Seminar 7 Get Started with Data Pre-Processing using the dplyr package then apply
missing data methods to the Titanic passengers dataset in R
First install the dplyr package with: install.packages(“dplyr”, dependencies=TRUE) then add it to your R library using: library(“dplyr”)
When using dplyr remember the following:
1. first argument is always a data frame
2. subsequent arguments say what to do with the data frame
3. the sequence of arguments will return a new data frame (data frame used in the first argument is not changed unless you do so by assignation (i.e. using <- ))
Now go through the following code entering each line into R’s command line interface:
Now that you have learned to use the dplyr verbs try to answer the following questions using this dataset: beer <- read.csv("http://www.hodgett.co.uk/brewdog.csv", header=TRUE)
• Create a data frame containing only beers with an ABV of 8 or greater.
• Create a data frame containing only beers a bottle size of 375ml.
• Create a data frame with only 2 columns (beer name and price)
• Create a data frame with only 2 columns (beer name and price) where the beers are ordered in ascending order of price.
• Create a data frame with only 2 columns (beer name and price) where the beers are ordered in descending order of price.
• Create a data frame with only IPA beers listed in order of ascending price.
• Create a version of the brewdog beer dataset with an additional column containing Price times ABV.
• Create a data frame summarising every variable in the brewdog beer dataset.
The answers:
1. filter(beer, ABV >= 8)
2. filter(beer, Bottle.Size..ml. == “375ml”)
3. select(beer, Name, Price)
4. arrange(select(beer, Name, Price), Price)
5. arrange(select(beer, Name, Price), desc(Price))
6. arrange(filter(beer, Style == “IPA”), Price)
7. mutate(beer, ABV_Price = Price * ABV)
8. summary(beer)
Now we can move onto dealing with missing data using the titanic passengers’ dataset which has many missing values.
To start, import the following data:
data <- read.csv("http://www.hodgett.co.uk/titanic.csv", header=TRUE)
If you run head(data) you will see that there are 14 columns in the data frame, the table below describes what the columns names mean:
You can identify the number of complete cases with sum(complete.cases(data)) and the number of incomplete cases with sum(!complete.cases(data)).
You can have a better look at the data using a bar and combinations plot from the VIM package.
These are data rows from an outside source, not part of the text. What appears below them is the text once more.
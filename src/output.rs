//! JSON rendering of analysis results.
//!
//! Reports serialize to the shape consumers of the linter expect:
//!
//! ```text
//! [{"checker":"Unknown identifier","errors":[{"message":"Unknown identifier: 'y' at (1:11)."}]}]
//! [{"message":"Unexpected end of program, expected ')'"}]
//! ```
//!
//! # Examples
//!
//! ```
//! use jsweep::Linter;
//! use jsweep::output::to_json;
//!
//! let reports = Linter::default().analyze("var x = 1; y;");
//! let json = to_json(&reports).unwrap();
//! assert!(json.starts_with(r#"[{"checker":"#));
//! ```

use crate::ast::Token;
use crate::rules::Report;

/// Compact JSON, one line.
pub fn to_json(reports: &[Report]) -> Result<String, serde_json::Error> {
    serde_json::to_string(reports)
}

/// JSON with 2-space indentation, for people reading a terminal.
pub fn to_json_pretty(reports: &[Report]) -> Result<String, serde_json::Error> {
    serde_json::to_string_pretty(reports)
}

/// Token stream as JSON, for inspecting what the parser sees.
pub fn tokens_to_json(tokens: &[Token], pretty: bool) -> Result<String, serde_json::Error> {
    if pretty {
        serde_json::to_string_pretty(tokens)
    } else {
        serde_json::to_string(tokens)
    }
}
Firstly install and add the VIM Package to your R library using install.packages("VIM") &
library("VIM")
Then use the following code to create the plot: aggr(data, numbers=TRUE, prop=FALSE)
From this you can see that the variables body and age have a very high percentage of missing values. In fact there are more rows with age and body missing than there are complete cases:
Explore the data
Before getting stuck into replacing the missing values in the dataset, here are a few things you could explore:
• You can see how many of the passengers were male or female with summary(data$sex) or see the average age with summary(data$age)
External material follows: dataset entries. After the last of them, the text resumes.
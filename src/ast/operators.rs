use crate::ast::tokens::{Keyword, Punctuator, TokenKind};
use std::fmt;

/// Binary operators, including the short-circuit `||` and `&&`.
#[derive(Debug, Clone, Copy, PartialEq, Eq)]
pub enum BinaryOperator {
    // Logical
    /// `||`
    Or,
    /// `&&`
    And,

    // Bitwise
    BitwiseOr,
    BitwiseXor,
    BitwiseAnd,

    // Equality
    Equal,
    NotEqual,
    StrictEqual,
    StrictNotEqual,

    // Relational
    LessThan,
    GreaterThan,
    LessEqual,
    GreaterEqual,
    Instanceof,
    In,

    // Shift
    ShiftLeft,
    ShiftRight,
    UnsignedShiftRight,

    // Arithmetic
    Add,
    Subtract,
    Multiply,
    Divide,
    Modulo,
}

impl BinaryOperator {
    /// Binding power of the operator; higher binds tighter.
    pub fn precedence(self) -> u8 {
        use BinaryOperator::*;
        match self {
            Or => 1,
            And => 2,
            BitwiseOr => 3,
            BitwiseXor => 4,
            BitwiseAnd => 5,
            Equal | NotEqual | StrictEqual | StrictNotEqual => 6,
            LessThan | GreaterThan | LessEqual | GreaterEqual | Instanceof | In => 7,
            ShiftLeft | ShiftRight | UnsignedShiftRight => 8,
            Add | Subtract => 9,
            Multiply | Divide | Modulo => 10,
        }
    }

    pub fn from_token(kind: TokenKind) -> Option<Self> {
        use BinaryOperator::*;
        let op = match kind {
            TokenKind::Punctuator(p) => match p {
                Punctuator::Or => Or,
                Punctuator::And => And,
                Punctuator::BitwiseOr => BitwiseOr,
                Punctuator::BitwiseXor => BitwiseXor,
                Punctuator::BitwiseAnd => BitwiseAnd,
                Punctuator::Eq => Equal,
                Punctuator::Ne => NotEqual,
                Punctuator::StrictEq => StrictEqual,
                Punctuator::StrictNe => StrictNotEqual,
                Punctuator::Lt => LessThan,
                Punctuator::Gt => GreaterThan,
                Punctuator::Le => LessEqual,
                Punctuator::Ge => GreaterEqual,
                Punctuator::ShiftLeft => ShiftLeft,
                Punctuator::ShiftRight => ShiftRight,
                Punctuator::UnsignedShiftRight => UnsignedShiftRight,
                Punctuator::Plus => Add,
                Punctuator::Minus => Subtract,
                Punctuator::Mul => Multiply,
                Punctuator::Div => Divide,
                Punctuator::Mod => Modulo,
                _ => return None,
            },
            TokenKind::Keyword(Keyword::Instanceof) => Instanceof,
            TokenKind::Keyword(Keyword::In) => In,
            _ => return None,
        };
        Some(op)
    }

    pub fn as_str(self) -> &'static str {
        use BinaryOperator::*;
        match self {
            Or => "||",
            And => "&&",
            BitwiseOr => "|",
            BitwiseXor => "^",
            BitwiseAnd => "&",
            Equal => "==",
            NotEqual => "!=",
            StrictEqual => "===",
            StrictNotEqual => "!==",
            LessThan => "<",
            GreaterThan => ">",
            LessEqual => "<=",
            GreaterEqual => ">=",
            Instanceof => "instanceof",
            In => "in",
            ShiftLeft => "<<",
            ShiftRight => ">>",
            UnsignedShiftRight => ">>>",
            Add => "+",
            Subtract => "-",
            Multiply => "*",
            Divide => "/",
            Modulo => "%",
        }
    }
}

/// Plain and compound assignment.
#[derive(Debug, Clone, Copy, PartialEq, Eq)]
pub enum AssignOperator {
    Assign,
    AddAssign,
    SubtractAssign,
    MultiplyAssign,
    DivideAssign,
    ModuloAssign,
    ShiftLeftAssign,
    ShiftRightAssign,
    UnsignedShiftRightAssign,
    BitwiseOrAssign,
    BitwiseXorAssign,
    BitwiseAndAssign,
}

impl AssignOperator {
    pub fn from_token(kind: TokenKind) -> Option<Self> {
        use AssignOperator::*;
        let TokenKind::Punctuator(p) = kind else {
            return None;
        };
        let op = match p {
            Punctuator::Assign => Assign,
            Punctuator::AssignPlus => AddAssign,
            Punctuator::AssignMinus => SubtractAssign,
            Punctuator::AssignMul => MultiplyAssign,
            Punctuator::AssignDiv => DivideAssign,
            Punctuator::AssignMod => ModuloAssign,
            Punctuator::AssignShiftLeft => ShiftLeftAssign,
            Punctuator::AssignShiftRight => ShiftRightAssign,
            Punctuator::AssignUnsignedShiftRight => UnsignedShiftRightAssign,
            Punctuator::AssignBitwiseOr => BitwiseOrAssign,
            Punctuator::AssignBitwiseXor => BitwiseXorAssign,
            Punctuator::AssignBitwiseAnd => BitwiseAndAssign,
            _ => return None,
        };
        Some(op)
    }

    pub fn as_str(self) -> &'static str {
        use AssignOperator::*;
        match self {
            Assign => "=",
            AddAssign => "+=",
            SubtractAssign => "-=",
            MultiplyAssign => "*=",
            DivideAssign => "/=",
            ModuloAssign => "%=",
            ShiftLeftAssign => "<<=",
            ShiftRightAssign => ">>=",
            UnsignedShiftRightAssign => ">>>=",
            BitwiseOrAssign => "|=",
            BitwiseXorAssign => "^=",
            BitwiseAndAssign => "&=",
        }
    }
}

/// Prefix unary operators.
#[derive(Debug, Clone, Copy, PartialEq, Eq)]
pub enum UnaryOperator {
    Plus,
    Minus,
    Not,
    BitwiseNot,
    Typeof,
    Void,
    Delete,
}

impl UnaryOperator {
    pub fn from_token(kind: TokenKind) -> Option<Self> {
        let op = match kind {
            TokenKind::Punctuator(Punctuator::Plus) => UnaryOperator::Plus,
            TokenKind::Punctuator(Punctuator::Minus) => UnaryOperator::Minus,
            TokenKind::Punctuator(Punctuator::Not) => UnaryOperator::Not,
            TokenKind::Punctuator(Punctuator::BitwiseNot) => UnaryOperator::BitwiseNot,
            TokenKind::Keyword(Keyword::Typeof) => UnaryOperator::Typeof,
            TokenKind::Keyword(Keyword::Void) => UnaryOperator::Void,
            TokenKind::Keyword(Keyword::Delete) => UnaryOperator::Delete,
            _ => return None,
        };
        Some(op)
    }

    pub fn as_str(self) -> &'static str {
        match self {
            UnaryOperator::Plus => "+",
            UnaryOperator::Minus => "-",
            UnaryOperator::Not => "!",
            UnaryOperator::BitwiseNot => "~",
            UnaryOperator::Typeof => "typeof",
            UnaryOperator::Void => "void",
            UnaryOperator::Delete => "delete",
        }
    }
}

/// `++` and `--`, prefix or postfix.
#[derive(Debug, Clone, Copy, PartialEq, Eq)]
pub enum UpdateOperator {
    Increment,
    Decrement,
}

impl UpdateOperator {
    pub fn from_token(kind: TokenKind) -> Option<Self> {
        match kind {
            TokenKind::Punctuator(Punctuator::Increment) => Some(UpdateOperator::Increment),
            TokenKind::Punctuator(Punctuator::Decrement) => Some(UpdateOperator::Decrement),
            _ => None,
        }
    }

    pub fn as_str(self) -> &'static str {
        match self {
            UpdateOperator::Increment => "++",
            UpdateOperator::Decrement => "--",
        }
    }
}

macro_rules! display_as_str {
    ($($ty:ty),*) => {
        $(impl fmt::Display for $ty {
            fn fmt(&self, f: &mut fmt::Formatter<'_>) -> fmt::Result {
                f.write_str(self.as_str())
            }
        })*
    };
}

display_as_str!(BinaryOperator, AssignOperator, UnaryOperator, UpdateOperator);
• You can also find the average age with mean(data$age, na.rm=TRUE) or have a look at the range of ages with a histogram: hist(data$age)
• You could create a subset of the dataset containing data only about male survivors:
qdata <- data[which(data$sex=="male" & data$survived==1),] hist(qdata$age)
Can you use your new dplyr skills to see if more males or females survived?
• You could look to see what variables correlate with each other using a corrgram plot. First install then add the corrgram package to your R library using install.packages("corrgram") & library("corrgram"). Then you can create a corrgram plot using corrgram(data) – Dark blue indicates strong positive correlation and dark red indicates high negative correlation.
You could also look at the correlation between the incomplete cases and the other variables. To do this make a copy of the dataset using missdata <- data then add the incomplete cases as a new column in missdata using: missdata$missing <- as.numeric(!complete.cases(data)) then you can use corrgram(missdata) to generate the plot.
Simple Imputation
You can apply simple imputation to the missing ages in the dataset using the mean value.
Start by creating a copy of the dataset and call it si using: si <- data
Now use the following command to set all of the values with NA in si$age to the mean of si$age:
si$age[is.na(si$age)] <- mean(si$age, na.rm=TRUE)
You can check that the NA values have been updated by comparing summary(data) and summary(si)
Multiple Imputation
Now apply multiple imputation to the missing ages in the dataset using the mice package in R.
To start, install and add the mice package with: install.packages("mice")&library("mice")
As the titanic dataset is relatively large with mixed datatypes, running a multiple imputation with all of the variables would take a very long time, so instead we will use a subset of the data and save the imputation to the variable imi:
imi <- mice( subset(data, select = c('survived', 'pclass', 'sex', 'age', 'embarked')), m = 5, maxit = 10)
Then you can save the imputed values to the variable mi with: mi <- complete(imi)
You can then compare the imputed age values for single and multiple imputation with: summary(si$age) and summary(mi$age)
hist(si$age) and hist(mi$age)
As you would expect with simple imputation the histogram shows a high frequency of values around
the mean whilst multiple imputation shows values that are more evenly spread.